The records below are split into lines. How many of those lines contain the string "authored"? Reply with the number only.

BEGIN Data extracts

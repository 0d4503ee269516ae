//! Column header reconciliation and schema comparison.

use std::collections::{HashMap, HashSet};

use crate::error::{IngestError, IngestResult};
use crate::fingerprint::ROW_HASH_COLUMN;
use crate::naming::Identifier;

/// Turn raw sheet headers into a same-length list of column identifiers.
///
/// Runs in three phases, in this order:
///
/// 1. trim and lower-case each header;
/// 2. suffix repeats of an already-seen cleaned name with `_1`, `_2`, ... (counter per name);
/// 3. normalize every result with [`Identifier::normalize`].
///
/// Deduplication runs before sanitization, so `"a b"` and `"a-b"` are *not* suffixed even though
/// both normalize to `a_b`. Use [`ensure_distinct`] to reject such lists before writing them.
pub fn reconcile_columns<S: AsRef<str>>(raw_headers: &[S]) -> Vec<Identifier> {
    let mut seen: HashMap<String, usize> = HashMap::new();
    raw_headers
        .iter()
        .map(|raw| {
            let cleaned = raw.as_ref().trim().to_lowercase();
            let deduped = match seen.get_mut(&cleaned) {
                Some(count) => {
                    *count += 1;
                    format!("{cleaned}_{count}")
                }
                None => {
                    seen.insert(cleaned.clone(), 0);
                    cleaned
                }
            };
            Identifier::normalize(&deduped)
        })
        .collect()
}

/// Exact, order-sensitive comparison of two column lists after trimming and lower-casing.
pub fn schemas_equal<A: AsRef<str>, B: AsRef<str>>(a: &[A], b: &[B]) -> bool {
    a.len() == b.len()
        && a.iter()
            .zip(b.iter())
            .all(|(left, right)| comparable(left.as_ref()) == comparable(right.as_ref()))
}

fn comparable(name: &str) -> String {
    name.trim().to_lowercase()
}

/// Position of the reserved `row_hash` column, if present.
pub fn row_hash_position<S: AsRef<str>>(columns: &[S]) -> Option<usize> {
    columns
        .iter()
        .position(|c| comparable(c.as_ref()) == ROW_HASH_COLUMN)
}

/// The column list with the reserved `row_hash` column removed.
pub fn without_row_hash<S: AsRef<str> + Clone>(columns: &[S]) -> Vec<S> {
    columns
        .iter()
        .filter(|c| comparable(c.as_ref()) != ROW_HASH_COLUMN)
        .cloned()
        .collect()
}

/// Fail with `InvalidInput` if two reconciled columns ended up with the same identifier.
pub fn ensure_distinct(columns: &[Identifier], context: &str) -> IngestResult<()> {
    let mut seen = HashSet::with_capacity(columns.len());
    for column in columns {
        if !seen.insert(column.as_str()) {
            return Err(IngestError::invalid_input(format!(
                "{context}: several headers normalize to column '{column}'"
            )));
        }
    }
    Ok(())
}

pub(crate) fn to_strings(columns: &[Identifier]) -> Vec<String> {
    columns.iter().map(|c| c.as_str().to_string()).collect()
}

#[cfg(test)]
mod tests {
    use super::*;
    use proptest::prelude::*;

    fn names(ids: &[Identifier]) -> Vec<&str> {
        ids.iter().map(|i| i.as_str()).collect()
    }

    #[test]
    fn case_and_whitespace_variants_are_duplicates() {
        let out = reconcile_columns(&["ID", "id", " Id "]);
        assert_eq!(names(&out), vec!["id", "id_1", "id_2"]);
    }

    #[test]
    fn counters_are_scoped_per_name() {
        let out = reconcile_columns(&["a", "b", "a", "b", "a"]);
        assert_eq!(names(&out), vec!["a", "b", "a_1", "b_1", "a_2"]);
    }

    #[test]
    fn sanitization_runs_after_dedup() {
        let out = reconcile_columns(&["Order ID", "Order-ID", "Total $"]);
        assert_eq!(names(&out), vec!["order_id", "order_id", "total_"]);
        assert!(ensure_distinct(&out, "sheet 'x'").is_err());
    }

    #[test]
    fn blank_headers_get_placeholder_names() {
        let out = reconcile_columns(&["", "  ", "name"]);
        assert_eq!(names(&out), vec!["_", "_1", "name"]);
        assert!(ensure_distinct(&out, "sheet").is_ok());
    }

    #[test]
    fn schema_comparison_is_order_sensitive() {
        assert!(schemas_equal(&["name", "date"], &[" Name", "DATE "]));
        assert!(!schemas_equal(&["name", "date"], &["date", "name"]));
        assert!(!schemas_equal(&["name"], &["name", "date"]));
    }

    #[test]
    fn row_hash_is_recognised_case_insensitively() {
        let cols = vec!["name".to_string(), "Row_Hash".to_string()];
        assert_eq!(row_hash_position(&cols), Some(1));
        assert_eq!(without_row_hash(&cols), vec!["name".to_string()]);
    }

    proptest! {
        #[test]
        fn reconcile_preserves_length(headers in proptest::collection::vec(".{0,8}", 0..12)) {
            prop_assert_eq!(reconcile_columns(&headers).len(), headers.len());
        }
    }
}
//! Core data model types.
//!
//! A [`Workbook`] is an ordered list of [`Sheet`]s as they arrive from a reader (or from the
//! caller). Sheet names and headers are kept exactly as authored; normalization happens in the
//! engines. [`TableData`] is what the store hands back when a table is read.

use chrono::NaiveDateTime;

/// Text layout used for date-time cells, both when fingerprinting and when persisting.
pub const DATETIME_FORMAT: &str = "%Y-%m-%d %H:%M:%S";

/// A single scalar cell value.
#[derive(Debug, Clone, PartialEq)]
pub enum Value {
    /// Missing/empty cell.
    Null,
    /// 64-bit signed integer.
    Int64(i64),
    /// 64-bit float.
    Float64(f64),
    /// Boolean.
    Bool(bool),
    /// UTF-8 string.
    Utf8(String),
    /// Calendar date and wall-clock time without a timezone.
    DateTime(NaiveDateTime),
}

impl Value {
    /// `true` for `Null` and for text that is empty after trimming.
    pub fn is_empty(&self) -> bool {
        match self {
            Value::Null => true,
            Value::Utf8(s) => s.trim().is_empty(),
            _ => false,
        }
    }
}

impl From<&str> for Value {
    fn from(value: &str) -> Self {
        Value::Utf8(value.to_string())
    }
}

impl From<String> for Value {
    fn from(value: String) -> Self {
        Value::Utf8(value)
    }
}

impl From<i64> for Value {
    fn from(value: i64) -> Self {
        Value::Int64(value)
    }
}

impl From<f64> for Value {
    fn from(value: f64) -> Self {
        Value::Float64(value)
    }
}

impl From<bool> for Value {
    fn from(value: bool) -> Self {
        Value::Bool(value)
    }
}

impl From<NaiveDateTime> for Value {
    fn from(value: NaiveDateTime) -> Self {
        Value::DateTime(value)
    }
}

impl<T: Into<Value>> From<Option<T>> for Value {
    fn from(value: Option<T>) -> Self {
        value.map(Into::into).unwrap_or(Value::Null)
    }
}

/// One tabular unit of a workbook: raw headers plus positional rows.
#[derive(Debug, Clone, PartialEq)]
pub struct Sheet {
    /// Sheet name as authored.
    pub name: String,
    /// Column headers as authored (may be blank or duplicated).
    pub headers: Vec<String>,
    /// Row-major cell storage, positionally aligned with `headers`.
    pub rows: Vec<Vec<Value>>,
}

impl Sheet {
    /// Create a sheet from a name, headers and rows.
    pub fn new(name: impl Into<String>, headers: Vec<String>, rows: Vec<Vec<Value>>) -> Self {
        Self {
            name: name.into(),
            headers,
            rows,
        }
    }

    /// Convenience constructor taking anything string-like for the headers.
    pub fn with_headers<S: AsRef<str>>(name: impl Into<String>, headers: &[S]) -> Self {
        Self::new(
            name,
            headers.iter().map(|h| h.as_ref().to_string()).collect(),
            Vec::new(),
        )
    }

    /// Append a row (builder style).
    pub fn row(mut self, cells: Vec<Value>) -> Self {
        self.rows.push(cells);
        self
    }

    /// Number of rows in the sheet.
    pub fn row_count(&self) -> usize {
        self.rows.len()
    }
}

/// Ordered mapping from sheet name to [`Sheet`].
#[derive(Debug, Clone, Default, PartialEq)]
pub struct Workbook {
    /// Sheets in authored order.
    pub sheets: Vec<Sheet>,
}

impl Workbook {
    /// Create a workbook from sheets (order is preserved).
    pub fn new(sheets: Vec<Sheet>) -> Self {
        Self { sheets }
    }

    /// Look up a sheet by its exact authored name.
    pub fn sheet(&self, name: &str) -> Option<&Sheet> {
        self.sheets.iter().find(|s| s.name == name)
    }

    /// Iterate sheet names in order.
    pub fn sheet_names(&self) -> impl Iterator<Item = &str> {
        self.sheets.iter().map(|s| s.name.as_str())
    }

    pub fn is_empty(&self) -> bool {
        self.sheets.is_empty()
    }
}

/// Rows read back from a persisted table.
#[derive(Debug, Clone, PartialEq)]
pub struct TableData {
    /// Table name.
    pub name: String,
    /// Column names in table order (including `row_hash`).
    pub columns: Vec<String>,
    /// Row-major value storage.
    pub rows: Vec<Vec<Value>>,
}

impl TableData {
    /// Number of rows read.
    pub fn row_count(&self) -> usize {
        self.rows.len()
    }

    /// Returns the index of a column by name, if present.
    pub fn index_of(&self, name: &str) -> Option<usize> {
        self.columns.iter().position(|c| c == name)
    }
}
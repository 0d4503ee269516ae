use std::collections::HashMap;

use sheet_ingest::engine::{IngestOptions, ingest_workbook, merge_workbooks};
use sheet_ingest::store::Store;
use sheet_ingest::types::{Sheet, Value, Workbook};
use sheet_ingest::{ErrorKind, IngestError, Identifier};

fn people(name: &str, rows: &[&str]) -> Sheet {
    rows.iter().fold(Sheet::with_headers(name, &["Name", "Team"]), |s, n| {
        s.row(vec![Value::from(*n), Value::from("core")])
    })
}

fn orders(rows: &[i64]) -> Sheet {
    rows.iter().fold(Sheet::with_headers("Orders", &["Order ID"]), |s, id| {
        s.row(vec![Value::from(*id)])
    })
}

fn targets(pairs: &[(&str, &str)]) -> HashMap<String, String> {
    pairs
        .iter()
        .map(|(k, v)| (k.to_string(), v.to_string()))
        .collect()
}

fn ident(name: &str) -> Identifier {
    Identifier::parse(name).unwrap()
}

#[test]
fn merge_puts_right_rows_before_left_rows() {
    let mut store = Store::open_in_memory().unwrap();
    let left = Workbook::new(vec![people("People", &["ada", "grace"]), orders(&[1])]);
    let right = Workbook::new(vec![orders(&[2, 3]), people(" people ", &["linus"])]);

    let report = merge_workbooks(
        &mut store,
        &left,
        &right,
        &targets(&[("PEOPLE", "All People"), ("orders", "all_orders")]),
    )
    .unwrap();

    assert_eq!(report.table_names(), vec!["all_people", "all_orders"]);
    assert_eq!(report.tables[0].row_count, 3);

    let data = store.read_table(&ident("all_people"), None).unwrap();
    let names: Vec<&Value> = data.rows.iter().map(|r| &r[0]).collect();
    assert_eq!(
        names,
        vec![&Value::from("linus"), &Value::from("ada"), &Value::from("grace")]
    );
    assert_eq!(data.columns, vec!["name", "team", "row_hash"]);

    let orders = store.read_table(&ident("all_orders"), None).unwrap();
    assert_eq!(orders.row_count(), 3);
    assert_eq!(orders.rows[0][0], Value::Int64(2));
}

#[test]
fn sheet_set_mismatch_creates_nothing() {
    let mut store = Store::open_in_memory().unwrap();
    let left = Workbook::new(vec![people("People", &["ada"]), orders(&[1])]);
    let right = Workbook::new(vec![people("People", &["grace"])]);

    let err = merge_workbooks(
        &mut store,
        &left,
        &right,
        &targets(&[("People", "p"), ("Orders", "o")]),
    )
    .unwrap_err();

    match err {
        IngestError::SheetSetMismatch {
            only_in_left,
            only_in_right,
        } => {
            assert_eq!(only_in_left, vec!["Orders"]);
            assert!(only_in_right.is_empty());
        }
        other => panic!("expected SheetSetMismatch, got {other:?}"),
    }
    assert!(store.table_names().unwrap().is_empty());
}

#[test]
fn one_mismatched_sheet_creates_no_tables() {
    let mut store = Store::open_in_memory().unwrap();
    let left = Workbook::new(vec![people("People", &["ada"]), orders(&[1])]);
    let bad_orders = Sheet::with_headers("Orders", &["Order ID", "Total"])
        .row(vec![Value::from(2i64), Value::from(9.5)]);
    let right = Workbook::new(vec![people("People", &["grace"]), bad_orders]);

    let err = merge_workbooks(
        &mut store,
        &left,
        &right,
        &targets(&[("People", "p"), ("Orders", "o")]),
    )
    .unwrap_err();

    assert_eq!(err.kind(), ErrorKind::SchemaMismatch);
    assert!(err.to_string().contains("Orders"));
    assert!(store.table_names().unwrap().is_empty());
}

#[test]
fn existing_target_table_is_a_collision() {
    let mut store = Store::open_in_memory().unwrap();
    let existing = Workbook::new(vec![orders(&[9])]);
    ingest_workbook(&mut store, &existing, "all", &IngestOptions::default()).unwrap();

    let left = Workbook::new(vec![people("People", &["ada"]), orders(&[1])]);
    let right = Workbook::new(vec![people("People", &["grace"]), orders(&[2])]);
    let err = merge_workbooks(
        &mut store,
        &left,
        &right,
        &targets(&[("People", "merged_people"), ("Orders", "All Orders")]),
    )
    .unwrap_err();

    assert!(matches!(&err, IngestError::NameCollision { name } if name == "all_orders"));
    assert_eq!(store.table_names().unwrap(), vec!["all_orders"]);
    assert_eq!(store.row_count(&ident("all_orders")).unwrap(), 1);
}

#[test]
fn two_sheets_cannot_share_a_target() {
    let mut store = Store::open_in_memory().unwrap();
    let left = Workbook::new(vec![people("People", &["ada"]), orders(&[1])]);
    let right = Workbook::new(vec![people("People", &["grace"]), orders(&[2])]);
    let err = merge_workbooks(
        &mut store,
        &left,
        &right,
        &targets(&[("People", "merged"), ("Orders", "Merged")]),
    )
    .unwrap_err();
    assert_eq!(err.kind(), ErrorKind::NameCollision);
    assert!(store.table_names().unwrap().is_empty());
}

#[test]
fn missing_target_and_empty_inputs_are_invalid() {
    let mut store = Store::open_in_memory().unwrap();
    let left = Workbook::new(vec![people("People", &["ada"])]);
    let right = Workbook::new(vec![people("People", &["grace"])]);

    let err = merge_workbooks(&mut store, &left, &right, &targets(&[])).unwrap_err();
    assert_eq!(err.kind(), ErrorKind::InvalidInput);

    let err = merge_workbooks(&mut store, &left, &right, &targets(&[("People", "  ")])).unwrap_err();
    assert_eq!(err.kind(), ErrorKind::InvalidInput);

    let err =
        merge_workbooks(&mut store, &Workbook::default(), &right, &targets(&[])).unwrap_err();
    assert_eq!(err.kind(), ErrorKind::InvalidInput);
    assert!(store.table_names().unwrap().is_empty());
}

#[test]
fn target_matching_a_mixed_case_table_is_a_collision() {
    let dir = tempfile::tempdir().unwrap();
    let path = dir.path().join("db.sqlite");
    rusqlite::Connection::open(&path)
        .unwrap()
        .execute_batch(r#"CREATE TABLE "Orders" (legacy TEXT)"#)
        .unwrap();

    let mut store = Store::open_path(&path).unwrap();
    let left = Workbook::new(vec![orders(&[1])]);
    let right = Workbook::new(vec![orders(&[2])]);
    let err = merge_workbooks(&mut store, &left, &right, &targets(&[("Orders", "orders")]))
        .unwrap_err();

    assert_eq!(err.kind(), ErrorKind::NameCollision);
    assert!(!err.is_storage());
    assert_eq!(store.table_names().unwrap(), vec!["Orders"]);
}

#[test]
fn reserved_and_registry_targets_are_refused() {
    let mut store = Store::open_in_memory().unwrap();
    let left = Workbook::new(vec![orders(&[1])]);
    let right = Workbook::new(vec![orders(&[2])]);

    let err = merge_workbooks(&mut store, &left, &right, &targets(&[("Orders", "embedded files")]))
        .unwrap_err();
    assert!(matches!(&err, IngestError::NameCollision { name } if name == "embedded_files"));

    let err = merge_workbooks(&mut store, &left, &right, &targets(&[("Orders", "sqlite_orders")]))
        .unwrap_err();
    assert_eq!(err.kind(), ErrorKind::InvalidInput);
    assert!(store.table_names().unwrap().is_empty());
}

END Data extracts

**Output of the task**
5